Wherever the word "unwrap" occurs in the lines below, copy the whole line.

Source material:
# # # # #
//! Downstream route memory.
//!
//! Responses bypass target resolution: the transport side remembers where
//! each downstream transaction came from, keyed by `METHOD|branch`, and
//! replies are sent back there. Entries expire after a TTL that is extended
//! on every lookup.

use std::collections::HashMap;
use std::net::SocketAddr;
use std::time::{Duration, Instant};

use parking_lot::RwLock;
use sip_msg::{cseq_method, top_via_branch, SipMessage};
use smol_str::SmolStr;
use tokio_util::sync::CancellationToken;

const DEFAULT_TTL: Duration = Duration::from_secs(300);
const CLEANUP_INTERVAL: Duration = Duration::from_secs(60);

struct RouteEntry {
    addr: SocketAddr,
    expires: Instant,
}

/// TTL map from transaction key to downstream peer address.
pub struct RouteMemory {
    routes: RwLock<HashMap<SmolStr, RouteEntry>>,
    ttl: Duration,
}

impl RouteMemory {
    pub fn new(ttl: Duration) -> Self {
        let ttl = if ttl.is_zero() { DEFAULT_TTL } else { ttl };
        Self {
            routes: RwLock::new(HashMap::new()),
            ttl,
        }
    }

    pub fn remember(&self, key: SmolStr, addr: SocketAddr) {
        if key.is_empty() {
            return;
        }
        let mut routes = self.routes.write();
        routes.insert(
            key,
            RouteEntry {
                addr,
                expires: Instant::now() + self.ttl,
            },
        );
    }

    /// Looks up the peer for a transaction key, extending its TTL on hit.
    pub fn lookup(&self, key: &str) -> Option<SocketAddr> {
        let now = Instant::now();
        let mut routes = self.routes.write();
        let entry = routes.get_mut(key)?;
        if now > entry.expires {
            routes.remove(key);
            return None;
        }
        entry.expires = now + self.ttl;
        Some(entry.addr)
    }

    pub fn len(&self) -> usize {
        self.routes.read().len()
    }

    pub fn is_empty(&self) -> bool {
        self.routes.read().is_empty()
    }

    fn cleanup(&self, now: Instant) {
        self.routes.write().retain(|_, entry| now <= entry.expires);
    }

    /// Periodically drops expired routes until shutdown.
    pub async fn run_cleanup(&self, shutdown: CancellationToken) {
        let mut tick = tokio::time::interval(CLEANUP_INTERVAL);
        loop {
            tokio::select! {
                _ = shutdown.cancelled() => return,
                _ = tick.tick() => self.cleanup(Instant::now()),
            }
        }
    }
}

/// Transaction key for route memory: `METHOD|branch` with the method taken
/// from the request line or, for responses, from CSeq.
pub fn route_key(msg: &SipMessage) -> Option<SmolStr> {
    let branch = top_via_branch(msg)?;
    let method = match msg {
        SipMessage::Request(req) => SmolStr::new(req.start.method.as_str()),
        SipMessage::Response(res) => cseq_method(&res.headers)?,
    };
    Some(SmolStr::new(format!("{}|{}", method, branch)))
}

#[cfg(test)]
mod tests {
    use super::*;
    use bytes::Bytes;
    use sip_msg::{Headers, Method, Request, RequestLine, Response, StatusLine};

    fn addr(port: u16) -> SocketAddr {
        format!("127.0.0.1:{}", port).parse().unwrap()
    }

    #[test]
    fn remember_and_lookup() {
        let memory = RouteMemory::new(Duration::from_secs(10));
        memory.remember(SmolStr::new("INVITE|z9hG4bKa"), addr(1000));
        assert_eq!(memory.lookup("INVITE|z9hG4bKa"), Some(addr(1000)));
        assert_eq!(memory.lookup("INVITE|z9hG4bKother"), None);
    }

    #[test]
    fn entries_expire_and_cleanup_drops_them() {
        let memory = RouteMemory::new(Duration::from_millis(5));
        memory.remember(SmolStr::new("OPTIONS|z9hG4bKb"), addr(1001));
        std::thread::sleep(Duration::from_millis(10));
        assert_eq!(memory.lookup("OPTIONS|z9hG4bKb"), None);

        memory.remember(SmolStr::new("OPTIONS|z9hG4bKc"), addr(1002));
        std::thread::sleep(Duration::from_millis(10));
        memory.cleanup(Instant::now());
        assert!(memory.is_empty());
    }

    #[test]
    fn route_key_for_request_and_response() {
        let mut headers = Headers::new();
        headers.push("Via", "SIP/2.0/UDP client;branch=z9hG4bKkey");
        headers.push("CSeq", "10 INVITE");
        let req = Request::new(
            RequestLine::new(Method::Invite, "sip:bob@example.com"),
            headers.clone(),
            Bytes::new(),
        );
        assert_eq!(
            route_key(&SipMessage::from(req)).unwrap().as_str(),
            "INVITE|z9hG4bKkey"
        );

        let res = Response::new(StatusLine::new(180, ""), headers, Bytes::new());
        assert_eq!(
            route_key(&SipMessage::from(res)).unwrap().as_str(),
            "INVITE|z9hG4bKkey"
        );
    }
}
# # # # #
Result below:
        format!("127.0.0.1:{}", port).parse().unwrap()
            route_key(&SipMessage::from(req)).unwrap().as_str(),
            route_key(&SipMessage::from(res)).unwrap().as_str(),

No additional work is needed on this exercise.